╭─ Supplied material

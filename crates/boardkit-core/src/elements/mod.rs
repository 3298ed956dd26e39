//! Native vector elements: shapes, lines, arrows, freehand strokes and text.

mod freehand;
mod linear;
mod shape;
mod text;

pub use freehand::DrawElement;
pub use linear::{ArrowBinding, BindingEnd, LinePoints, LinearElement};
pub use shape::ShapeElement;
pub use text::{FontFamily, TextAlign, TextElement};

use crate::geometry::Bounds;
use kurbo::{Point, Vec2};
use peniko::Color;
use serde::{Deserialize, Serialize};
use uuid::Uuid;

/// Unique identifier for elements.
pub type ElementId = Uuid;

/// Serializable color representation (RGBA8).
#[derive(Debug, Clone, Copy, PartialEq, Eq, Serialize, Deserialize)]
pub struct SerializableColor {
    pub r: u8,
    pub g: u8,
    pub b: u8,
    pub a: u8,
}

impl SerializableColor {
    pub fn new(r: u8, g: u8, b: u8, a: u8) -> Self {
        Self { r, g, b, a }
    }

    pub fn black() -> Self {
        Self::new(0, 0, 0, 255)
    }

    pub fn white() -> Self {
        Self::new(255, 255, 255, 255)
    }
}

impl From<Color> for SerializableColor {
    fn from(color: Color) -> Self {
        let rgba = color.to_rgba8();
        Self { r: rgba.r, g: rgba.g, b: rgba.b, a: rgba.a }
    }
}

impl From<SerializableColor> for Color {
    fn from(color: SerializableColor) -> Self {
        Color::from_rgba8(color.r, color.g, color.b, color.a)
    }
}

/// Stroke style for outlines, lines and arrows.
#[derive(Debug, Clone, Copy, PartialEq, Eq, Default, Serialize, Deserialize)]
#[serde(rename_all = "lowercase")]
pub enum StrokeStyle {
    #[default]
    Solid,
    Dashed,
    Dotted,
}

/// Visual style shared by every element kind.
#[derive(Debug, Clone, PartialEq, Serialize, Deserialize)]
#[serde(rename_all = "camelCase")]
pub struct ElementStyle {
    pub stroke_color: SerializableColor,
    pub stroke_width: f64,
    /// Fill color (None = no fill).
    #[serde(default)]
    pub fill_color: Option<SerializableColor>,
    #[serde(default)]
    pub stroke_style: StrokeStyle,
    /// 0.0 = fully transparent, 1.0 = fully opaque.
    #[serde(default = "default_opacity")]
    pub opacity: f64,
}

fn default_opacity() -> f64 {
    1.0
}

impl ElementStyle {
    /// Stroke color as a peniko Color.
    pub fn stroke(&self) -> Color {
        self.stroke_color.into()
    }

    /// Fill color as a peniko Color.
    pub fn fill(&self) -> Option<Color> {
        self.fill_color.map(Into::into)
    }

    pub fn set_stroke(&mut self, color: Color) {
        self.stroke_color = color.into();
    }

    pub fn set_fill(&mut self, color: Option<Color>) {
        self.fill_color = color.map(Into::into);
    }
}

impl Default for ElementStyle {
    fn default() -> Self {
        Self {
            stroke_color: SerializableColor::black(),
            stroke_width: 2.0,
            fill_color: None,
            stroke_style: StrokeStyle::default(),
            opacity: 1.0,
        }
    }
}

/// Common behaviour of every element variant.
pub trait ElementTrait {
    /// Get the unique identifier.
    fn id(&self) -> ElementId;

    /// Authoritative bounding box in canvas coordinates.
    fn bounds(&self) -> Bounds;

    /// Position in the shared widget/element stacking order.
    fn z_index(&self) -> i64;

    fn set_z_index(&mut self, z_index: i64);

    fn style(&self) -> &ElementStyle;

    fn style_mut(&mut self) -> &mut ElementStyle;

    /// Move by `delta`, carrying any point data along.
    fn translate(&mut self, delta: Vec2);

    /// Fit into `bounds`, rescaling any point data proportionally.
    fn resize(&mut self, bounds: Bounds);

    /// Rotate by `delta` radians about `pivot`.
    fn rotate_about(&mut self, pivot: Point, delta: f64);
}

/// Discriminant of [`CanvasElement`].
#[derive(Debug, Clone, Copy, PartialEq, Eq, Hash, Serialize, Deserialize)]
#[serde(rename_all = "lowercase")]
pub enum ElementKind {
    Rectangle,
    Ellipse,
    Line,
    Arrow,
    Draw,
    Text,
}

/// Tagged union over all element kinds.
#[derive(Debug, Clone, PartialEq, Serialize, Deserialize)]
#[serde(tag = "type", rename_all = "lowercase")]
pub enum CanvasElement {
    Rectangle(ShapeElement),
    Ellipse(ShapeElement),
    Line(LinearElement),
    Arrow(LinearElement),
    Draw(DrawElement),
    Text(TextElement),
}

macro_rules! each_variant {
    ($element:expr, $inner:ident => $body:expr) => {
        match $element {
            CanvasElement::Rectangle($inner) | CanvasElement::Ellipse($inner) => $body,
            CanvasElement::Line($inner) | CanvasElement::Arrow($inner) => $body,
            CanvasElement::Draw($inner) => $body,
            CanvasElement::Text($inner) => $body,
        }
    };
}

impl CanvasElement {
    pub fn rectangle(bounds: Bounds) -> Self {
        CanvasElement::Rectangle(ShapeElement::new(bounds))
    }

    pub fn ellipse(bounds: Bounds) -> Self {
        CanvasElement::Ellipse(ShapeElement::new(bounds))
    }

    pub fn line(start: Point, end: Point) -> Self {
        CanvasElement::Line(LinearElement::new(start, end))
    }

    pub fn arrow(start: Point, end: Point) -> Self {
        CanvasElement::Arrow(LinearElement::new(start, end))
    }

    pub fn draw(points: Vec<Point>) -> Self {
        CanvasElement::Draw(DrawElement::new(points))
    }

    pub fn text(origin: Point, content: impl Into<String>) -> Self {
        CanvasElement::Text(TextElement::new(origin, content.into()))
    }

    pub fn kind(&self) -> ElementKind {
        match self {
            CanvasElement::Rectangle(_) => ElementKind::Rectangle,
            CanvasElement::Ellipse(_) => ElementKind::Ellipse,
            CanvasElement::Line(_) => ElementKind::Line,
            CanvasElement::Arrow(_) => ElementKind::Arrow,
            CanvasElement::Draw(_) => ElementKind::Draw,
            CanvasElement::Text(_) => ElementKind::Text,
        }
    }

    pub fn id(&self) -> ElementId {
        each_variant!(self, e => e.id())
    }

    pub fn bounds(&self) -> Bounds {
        each_variant!(self, e => e.bounds())
    }

    pub fn z_index(&self) -> i64 {
        each_variant!(self, e => e.z_index())
    }

    pub fn set_z_index(&mut self, z_index: i64) {
        each_variant!(self, e => e.set_z_index(z_index))
    }

    pub fn style(&self) -> &ElementStyle {
        each_variant!(self, e => e.style())
    }

    pub fn style_mut(&mut self) -> &mut ElementStyle {
        each_variant!(self, e => e.style_mut())
    }

    pub fn translate(&mut self, delta: Vec2) {
        each_variant!(self, e => e.translate(delta))
    }

    pub fn resize(&mut self, bounds: Bounds) {
        each_variant!(self, e => e.resize(bounds))
    }

    pub fn rotate_about(&mut self, pivot: Point, delta: f64) {
        each_variant!(self, e => e.rotate_about(pivot, delta))
    }

    /// Replace the id with a fresh one (duplicate/paste).
    pub fn regenerate_id(&mut self) {
        each_variant!(self, e => e.id = Uuid::new_v4())
    }

    /// Rectangles and ellipses: the only kinds arrows can bind to.
    pub fn is_shape(&self) -> bool {
        matches!(self, CanvasElement::Rectangle(_) | CanvasElement::Ellipse(_))
    }

    /// Lines and arrows: orientation lives in their endpoints.
    pub fn is_linear(&self) -> bool {
        matches!(self, CanvasElement::Line(_) | CanvasElement::Arrow(_))
    }

    pub fn as_shape(&self) -> Option<&ShapeElement> {
        match self {
            CanvasElement::Rectangle(s) | CanvasElement::Ellipse(s) => Some(s),
            _ => None,
        }
    }

    pub fn as_shape_mut(&mut self) -> Option<&mut ShapeElement> {
        match self {
            CanvasElement::Rectangle(s) | CanvasElement::Ellipse(s) => Some(s),
            _ => None,
        }
    }

    pub fn as_linear(&self) -> Option<&LinearElement> {
        match self {
            CanvasElement::Line(l) | CanvasElement::Arrow(l) => Some(l),
            _ => None,
        }
    }

    pub fn as_linear_mut(&mut self) -> Option<&mut LinearElement> {
        match self {
            CanvasElement::Line(l) | CanvasElement::Arrow(l) => Some(l),
            _ => None,
        }
    }

    pub fn as_text_mut(&mut self) -> Option<&mut TextElement> {
        match self {
            CanvasElement::Text(t) => Some(t),
            _ => None,
        }
    }

    /// Rotation angle in radians (0 for lines and arrows).
    pub fn rotation(&self) -> f64 {
        match self {
            CanvasElement::Rectangle(s) | CanvasElement::Ellipse(s) => s.rotation,
            CanvasElement::Draw(d) => d.rotation,
            CanvasElement::Text(t) => t.rotation,
            CanvasElement::Line(_) | CanvasElement::Arrow(_) => 0.0,
        }
    }

    /// Set the rotation angle. Ignored by lines and arrows.
    pub fn set_rotation(&mut self, rotation: f64) {
        match self {
            CanvasElement::Rectangle(s) | CanvasElement::Ellipse(s) => s.rotation = rotation,
            CanvasElement::Draw(d) => d.rotation = rotation,
            CanvasElement::Text(t) => t.rotation = rotation,
            CanvasElement::Line(_) | CanvasElement::Arrow(_) => {}
        }
    }

    /// Whether this element carries an angle field.
    pub fn supports_rotation(&self) -> bool {
        !self.is_linear()
    }
}

/// Map `point` from `from` into `to`, preserving its relative position.
///
/// A zero extent on either axis maps to a plain offset on that axis.
pub(crate) fn remap_point(point: Point, from: Bounds, to: Bounds) -> Point {
    let sx = if from.width.abs() > f64::EPSILON { to.width / from.width } else { 1.0 };
    let sy = if from.height.abs() > f64::EPSILON { to.height / from.height } else { 1.0 };
    Point::new(to.x + (point.x - from.x) * sx, to.y + (point.y - from.y) * sy)
}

╰─

What you should do: Return word for word the lines above from the line with "self.stroke_color.into()" to the line with "point data proportionally.", including both and leaving out all others.

Solution to this task:
        self.stroke_color.into()
    }

    /// Fill color as a peniko Color.
    pub fn fill(&self) -> Option<Color> {
        self.fill_color.map(Into::into)
    }

    pub fn set_stroke(&mut self, color: Color) {
        self.stroke_color = color.into();
    }

    pub fn set_fill(&mut self, color: Option<Color>) {
        self.fill_color = color.map(Into::into);
    }
}

impl Default for ElementStyle {
    fn default() -> Self {
        Self {
            stroke_color: SerializableColor::black(),
            stroke_width: 2.0,
            fill_color: None,
            stroke_style: StrokeStyle::default(),
            opacity: 1.0,
        }
    }
}

/// Common behaviour of every element variant.
pub trait ElementTrait {
    /// Get the unique identifier.
    fn id(&self) -> ElementId;

    /// Authoritative bounding box in canvas coordinates.
    fn bounds(&self) -> Bounds;

    /// Position in the shared widget/element stacking order.
    fn z_index(&self) -> i64;

    fn set_z_index(&mut self, z_index: i64);

    fn style(&self) -> &ElementStyle;

    fn style_mut(&mut self) -> &mut ElementStyle;

    /// Move by `delta`, carrying any point data along.
    fn translate(&mut self, delta: Vec2);

    /// Fit into `bounds`, rescaling any point data proportionally.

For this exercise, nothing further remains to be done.